The Symantec Access Gateway JVM experiences an intermittent crash.

Analysis of the fatal error log indicates the crash occurs in the native library libzip.so during a periodic background scan of JAR files.

Symptoms:

• The hss_error log identifies the problematic frame as: C [libzip.so+0x119fd] readCEN+0x63d

• The stack trace shows the crash occurs under ContainerBackgroundProcessor while checking if JAR files have been modified.

• Product: Symantec Access Gateway 12.8 SP7

• OS: RHEL 8.x

• Java: OpenJDK 1.8.x (Specifically applicable to JDK 1.8)

• Component: Embedded Tomcat Server

The crash is triggered by Tomcat’s Automatic Deployment/Reload feature. Every 10 seconds, a background thread scans the classpath to check for file changes.

In JDK 1.8, this check uses native C code (libzip.so).
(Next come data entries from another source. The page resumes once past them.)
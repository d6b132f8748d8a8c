//! # segalloc — a segregated-fit heap allocator
//!
//! A user-space dynamic memory allocator over a single contiguous heap
//! obtained from a memory provider (`sbrk` by default). No garbage
//! collection, no thread safety, no metadata outside the heap itself.
//!
//! ## Layout
//!
//! Every block is a contiguous span of words: a one-word header, a
//! payload region, and a one-word footer, both boundary tags packing the
//! block's total size and its allocated flag. Free blocks additionally
//! store two link words inside their own payload area — there is no
//! metadata kept outside the heap.
//!
//! ```text
//!   allocated block:            free block:
//!   ┌────────┬─────────┬────────┐   ┌────────┬──────┬──────┬─────────┬────────┐
//!   │ header │ payload │ footer │   │ header │ fwd  │ back │  ...    │ footer │
//!   └────────┴─────────┴────────┘   └────────┴──────┴──────┴─────────┴────────┘
//! ```
//!
//! Blocks too small to find a fit are split, and freed blocks are merged
//! with their free physical neighbours (boundary-tag coalescing) before
//! being re-indexed into one of 16 segregated free-list buckets: small
//! buckets are FIFO for locality of reuse, large buckets are kept in
//! address order so coalescing opportunities are found without a scan.
//!
//! ## Crate structure
//!
//! ```text
//!   segalloc
//!   ├── word        - header/footer word format, neighbour arithmetic
//!   ├── size_class   - size -> free-list bucket mapping
//!   ├── free_list    - detach/attach on the 16 segregated buckets
//!   ├── coalesce     - boundary-tag merging, sbrk-backed heap growth
//!   ├── provider     - the sbrk-style memory provider interface
//!   ├── config       - tunable knobs (initial chunk size)
//!   ├── error        - error type for the Result-returning convenience API
//!   └── heap         - placement policy and the public Heap type
//! ```
//!
//! ## Quick start
//!
//! ```rust,ignore
//! use segalloc::Heap;
//!
//! let mut heap = Heap::new();
//! assert!(heap.init());
//!
//! let p = heap.allocate(64);
//! assert!(!p.is_null());
//!
//! let p = heap.resize(p, 256);
//! heap.free(p);
//! ```
//!
//! ## Safety
//!
//! This crate manages raw memory directly; most of its internals are
//! `unsafe`. Callers must uphold the contracts documented on each public
//! method — in particular, never pass a pointer to `free`/`resize` that
//! wasn't returned by this same `Heap`, and never call these methods
//! reentrantly from inside a memory-provider callback.

pub mod coalesce;
pub mod config;
pub mod error;
pub mod free_list;
mod heap;
pub mod provider;
pub mod size_class;
pub mod word;

pub use config::HeapConfig;
pub use error::AllocError;
pub use heap::Heap;
pub use provider::{MemoryProvider, SbrkProvider};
If a JAR file is replaced or modified while the JVM is reading the "Central Directory" (readCEN) of the zip file, it can result in a SIGBUS or a memory fault, crashing the entire JVM.
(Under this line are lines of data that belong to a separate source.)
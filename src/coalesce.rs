//! Boundary-tag coalescing and sbrk-backed heap growth.

use std::ptr;

use crate::free_list::FreeLists;
use crate::provider::MemoryProvider;
use crate::word::{self, WSIZE};

/// Merges `block` with whichever physical neighbours are free and attaches
/// the result to its free list. Returns the payload of the (possibly
/// relocated) merged block, which is always present in exactly one free
/// list on return.
///
/// # Safety
/// `block` must be a freshly-freed block (allocated flag already cleared
/// in both its header and footer) not yet attached to any free list.
pub unsafe fn coalesce(lists: &mut FreeLists, block: *mut u8) -> *mut u8 {
    unsafe {
        let size = word::size_of(word::header(block).read());
        let prev = word::prev_block(block);
        let next = word::next_block(block, size);

        let prev_word = word::header(prev).read();
        let next_word = word::header(next).read();
        let prev_alloc = word::alloc_of(prev_word);
        let next_alloc = word::alloc_of(next_word);

        if prev_alloc && next_alloc {
            lists.attach(block, None, size);
            return block;
        }

        if prev_alloc && !next_alloc {
            let next_size = word::size_of(next_word);
            lists.detach(next, None, next_size);
            let merged = size + next_size;
            word::header(block).write(word::pack(merged, false));
            word::footer(block, merged).write(word::pack(merged, false));
            lists.attach(block, None, merged);
            return block;
        }

        if !prev_alloc && next_alloc {
            let prev_size = word::size_of(prev_word);
            lists.detach(prev, None, prev_size);
            let merged = size + prev_size;
            word::header(prev).write(word::pack(merged, false));
            word::footer(prev, merged).write(word::pack(merged, false));
            lists.attach(prev, None, merged);
            return prev;
        }

        let prev_size = word::size_of(prev_word);
        let next_size = word::size_of(next_word);
        lists.detach(prev, None, prev_size);
        lists.detach(next, None, next_size);
        let merged = size + prev_size + next_size;
        word::header(prev).write(word::pack(merged, false));
        word::footer(prev, merged).write(word::pack(merged, false));
        lists.attach(prev, None, merged);
        prev
    }
}

/// Grows the heap by at least `words` words (rounded up to an even count)
/// and lays out a fresh free block ending in a new epilogue. Does not
/// coalesce or attach the new block; callers decide.
///
/// # Safety
/// The heap must already be initialized (prologue/epilogue installed) and
/// `provider`'s next `sbrk` call must return the address immediately
/// following the current epilogue header.
pub unsafe fn extend<P: MemoryProvider>(provider: &mut P, words: usize) -> *mut u8 {
    unsafe {
        let words = if words % 2 != 0 { words + 1 } else { words };
        let bytes = words * WSIZE;

        let payload = match provider.sbrk(bytes) {
            Some(p) => p,
            None => return ptr::null_mut(),
        };

        // The old epilogue header occupied this word; it becomes the new
        // block's header.
        word::header(payload).write(word::pack(bytes, false));
        word::footer(payload, bytes).write(word::pack(bytes, false));
        word::header(word::next_block(payload, bytes)).write(word::pack(0, true));

        payload
    }
}

#[cfg(test)]
mod tests {
    use super::*;
    use crate::provider::VecProvider;
    use crate::word::{footer, header, pack, MIN_BLOCK_SIZE};

    unsafe fn lay_block(payload: *mut u8, size: usize, alloc: bool) {
        unsafe {
            header(payload).write(pack(size, alloc));
            footer(payload, size).write(pack(size, alloc));
        }
    }

    #[test]
    fn extend_relays_epilogue() {
        let mut provider = VecProvider::with_capacity(4096);
        unsafe {
            // Seed an epilogue header the way Heap::init would.
            let base = provider.sbrk(WSIZE).unwrap();
            header(base).write(pack(0, true));

            let block = extend(&mut provider, (MIN_BLOCK_SIZE) / WSIZE);
            assert!(!block.is_null());
            assert_eq!(block, base);

            let size = word::size_of(header(block).read());
            assert_eq!(size, MIN_BLOCK_SIZE);
            assert!(!word::alloc_of(header(block).read()));

            let epilogue = word::next_block(block, size);
            let ew = header(epilogue).read();
            assert_eq!(word::size_of(ew), 0);
            assert!(word::alloc_of(ew));
        }
    }

    #[test]
    fn coalesce_both_neighbours_allocated_just_attaches() {
        let mut lists = FreeLists::new();
        let mut arena = vec![0u8; MIN_BLOCK_SIZE * 3 + WSIZE];
        unsafe {
            let base = arena.as_mut_ptr();
            let prev = base.add(WSIZE);
            lay_block(prev, MIN_BLOCK_SIZE, true);
            let block = word::next_block(prev, MIN_BLOCK_SIZE);
            lay_block(block, MIN_BLOCK_SIZE, false);
            let next = word::next_block(block, MIN_BLOCK_SIZE);
            lay_block(next, MIN_BLOCK_SIZE, true);

            let result = coalesce(&mut lists, block);
            assert_eq!(result, block);
            assert!(lists.contains(crate::size_class::bucket_of(MIN_BLOCK_SIZE), block));
        }
    }

    #[test]
    fn coalesce_merges_both_free_neighbours() {
        let mut lists = FreeLists::new();
        let mut arena = vec![0u8; MIN_BLOCK_SIZE * 3 + WSIZE];
        unsafe {
            let base = arena.as_mut_ptr();
            let prev = base.add(WSIZE);
            lay_block(prev, MIN_BLOCK_SIZE, false);
            let block = word::next_block(prev, MIN_BLOCK_SIZE);
            lay_block(block, MIN_BLOCK_SIZE, true);
            let next = word::next_block(block, MIN_BLOCK_SIZE);
            lay_block(next, MIN_BLOCK_SIZE, false);

            lists.attach(prev, None, MIN_BLOCK_SIZE);
            lists.attach(next, None, MIN_BLOCK_SIZE);

            // free `block` in place, as Heap::free would before coalescing
            header(block).write(pack(MIN_BLOCK_SIZE, false));
            footer(block, MIN_BLOCK_SIZE).write(pack(MIN_BLOCK_SIZE, false));

            let result = coalesce(&mut lists, block);
            assert_eq!(result, prev);
            let merged_size = word::size_of(header(prev).read());
            assert_eq!(merged_size, MIN_BLOCK_SIZE * 3);
            assert_eq!(word::size_of(footer(prev, merged_size).read()), merged_size);
            assert!(!lists.contains(crate::size_class::bucket_of(MIN_BLOCK_SIZE), next));
        }
    }
}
Note: This issue is not applicable to JDK 11 or higher, as the ZIP handling was rewritten in Java, removing the dependency on the vulnerable native readCEN implementation.

Option 1: Disable JAR Scanning (Recommended Workaround)
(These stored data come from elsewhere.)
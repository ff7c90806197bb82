//! Data types shared between the POP3 session, the archive and the pipeline.

pub mod message;
pub mod outcome;
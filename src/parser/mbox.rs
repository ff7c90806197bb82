//! Streaming MBOX reader.
//!
//! Reads the archive line-by-line through a 1 MB buffer and hands each entry
//! to a callback. Never loads the whole file into memory.

use std::fs::File;
use std::io::{BufRead, BufReader};
use std::path::{Path, PathBuf};

use tracing::warn;

use crate::error::{FetchError, Result};

/// Size of the internal read buffer.
const READ_BUFFER_SIZE: usize = 1024 * 1024;

/// One archive entry as stored on disk.
#[derive(Debug, Clone, Copy)]
pub struct MboxEntry<'a> {
    /// Raw bytes from the envelope line up to the next entry (or EOF).
    pub raw: &'a [u8],
}

impl<'a> MboxEntry<'a> {
    /// The entry without its envelope line, still in on-disk form.
    pub fn stored(&self) -> &'a [u8] {
        &self.raw[first_line(self.raw).len()..]
    }

    /// The stored message: envelope stripped, trailing separator blank line
    /// dropped, and `>From ` quoting reverted.
    pub fn content(&self) -> Vec<u8> {
        let body = self.stored();
        let body = if body.ends_with(b"\r\n\r\n") {
            &body[..body.len() - 2]
        } else if body.ends_with(b"\n\n") {
            &body[..body.len() - 1]
        } else {
            body
        };
        unescape_from_lines(body)
    }
}

/// Streaming MBOX reader.
///
/// An entry starts at a line beginning with `From `. The reader is tolerant of:
///
/// - Mixed `\n` and `\r\n` line endings
/// - `From ` lines not preceded by a blank line (logs a warning)
/// - A truncated last entry
/// - A UTF-8 BOM at the start of the file
///
/// A non-empty file whose first line is not a `From ` envelope is rejected.
pub struct MboxParser {
    path: PathBuf,
    file_size: u64,
}

impl MboxParser {
    /// Create a parser for the given MBOX file.
    ///
    /// Returns `Ok(None)` if the file does not exist.
    pub fn open(path: impl AsRef<Path>) -> Result<Option<Self>> {
        let path = path.as_ref().to_path_buf();
        match std::fs::metadata(&path) {
            Ok(metadata) => Ok(Some(Self {
                path,
                file_size: metadata.len(),
            })),
            Err(e) if e.kind() == std::io::ErrorKind::NotFound => Ok(None),
            Err(e) => Err(FetchError::archive_read(&path, e)),
        }
    }

    /// Read the whole file, calling `entry_callback` for each entry found.
    ///
    /// Returns the number of entries found.
    pub fn parse(&self, entry_callback: &mut dyn FnMut(MboxEntry<'_>)) -> Result<u64> {
        if self.file_size == 0 {
            return Ok(0);
        }

        let file = File::open(&self.path).map_err(|e| FetchError::archive_read(&self.path, e))?;
        let mut reader = BufReader::with_capacity(READ_BUFFER_SIZE, file);

        let mut count: u64 = 0;
        let mut current_offset: u64 = 0;
        let mut entry_buf: Vec<u8> = Vec::with_capacity(64 * 1024);
        let mut prev_line_was_empty = true;
        let mut first_line = true;

        // Reusable line buffer
        let mut line_buf: Vec<u8> = Vec::with_capacity(4096);

        loop {
            line_buf.clear();
            let line_len = reader
                .read_until(b'\n', &mut line_buf)
                .map_err(|e| FetchError::archive_read(&self.path, e))?;
            if line_len == 0 {
                break; // EOF
            }

            let is_from_line = is_mbox_separator(&line_buf);

            if first_line && !is_from_line {
                return Err(FetchError::InvalidArchive {
                    path: self.path.clone(),
                    reason: "file does not start with a 'From ' envelope line".to_string(),
                });
            }

            if is_from_line {
                if !first_line && !prev_line_was_empty {
                    warn!(
                        offset = current_offset,
                        "Found 'From ' separator without preceding blank line"
                    );
                }
                if !entry_buf.is_empty() {
                    entry_callback(MboxEntry { raw: &entry_buf });
                    count += 1;
                }
                entry_buf.clear();
            }
            entry_buf.extend_from_slice(&line_buf);

            prev_line_was_empty = is_blank_line(&line_buf);
            first_line = false;
            current_offset += line_len as u64;
        }

        if !entry_buf.is_empty() {
            entry_callback(MboxEntry { raw: &entry_buf });
            count += 1;
        }

        Ok(count)
    }
}

/// Check whether a line is an MBOX separator (`From ` at the start).
pub(crate) fn is_mbox_separator(line: &[u8]) -> bool {
    // Skip BOM if present at very start
    let line = line.strip_prefix(&[0xEF, 0xBB, 0xBF]).unwrap_or(line);
    line.starts_with(b"From ")
}

/// Check whether a line is blank (empty or only whitespace / CR / LF).
fn is_blank_line(line: &[u8]) -> bool {
    line.iter()
        .all(|&b| b == b'\n' || b == b'\r' || b == b' ' || b == b'\t')
}

/// Whether a body line needs one more `>` when written (mboxrd: `^>*From `).
pub(crate) fn needs_from_quoting(line: &[u8]) -> bool {
    let unquoted = &line[line.iter().take_while(|&&b| b == b'>').count()..];
    unquoted.starts_with(b"From ")
}

/// Revert mboxrd quoting: strip one `>` from every line matching `^>+From `.
fn unescape_from_lines(body: &[u8]) -> Vec<u8> {
    let mut out = Vec::with_capacity(body.len());
    for line in body.split_inclusive(|&b| b == b'\n') {
        if line.first() == Some(&b'>') && needs_from_quoting(line) {
            out.extend_from_slice(&line[1..]);
        } else {
            out.extend_from_slice(line);
        }
    }
    out
}

fn first_line(raw: &[u8]) -> &[u8] {
    match raw.iter().position(|&b| b == b'\n') {
        Some(pos) => &raw[..=pos],
        None => raw,
    }
}
//! Email parsing: streaming MBOX reader and header access.

pub mod header;
pub mod mbox;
To prevent the JVM from performing these periodic scans and avoid the crash:

1. Navigate to <install_path>/Tomcat/conf/.

2. Open catalina.properties.

3. Add or update the following line: tomcat.util.scan.StandardJarScanFilter.jarsToSkip=*

4. Restart the Access Gateway.

Option 2: Upgrade JRE

Since the crash is a known limitation of the native ZIP implementation in older Java versions, upgrading to JDK 11 will natively resolve the risk of this specific crash.

Option 3: Data Collection for Root Cause Analysis

If you cannot apply the workaround and need to identify which external process is modifying the files:

1. Enable core dumps (e.g., ulimit -c unlimited).

2. If the crash recurs, provide the core file and the hs_err log to Support for analysis.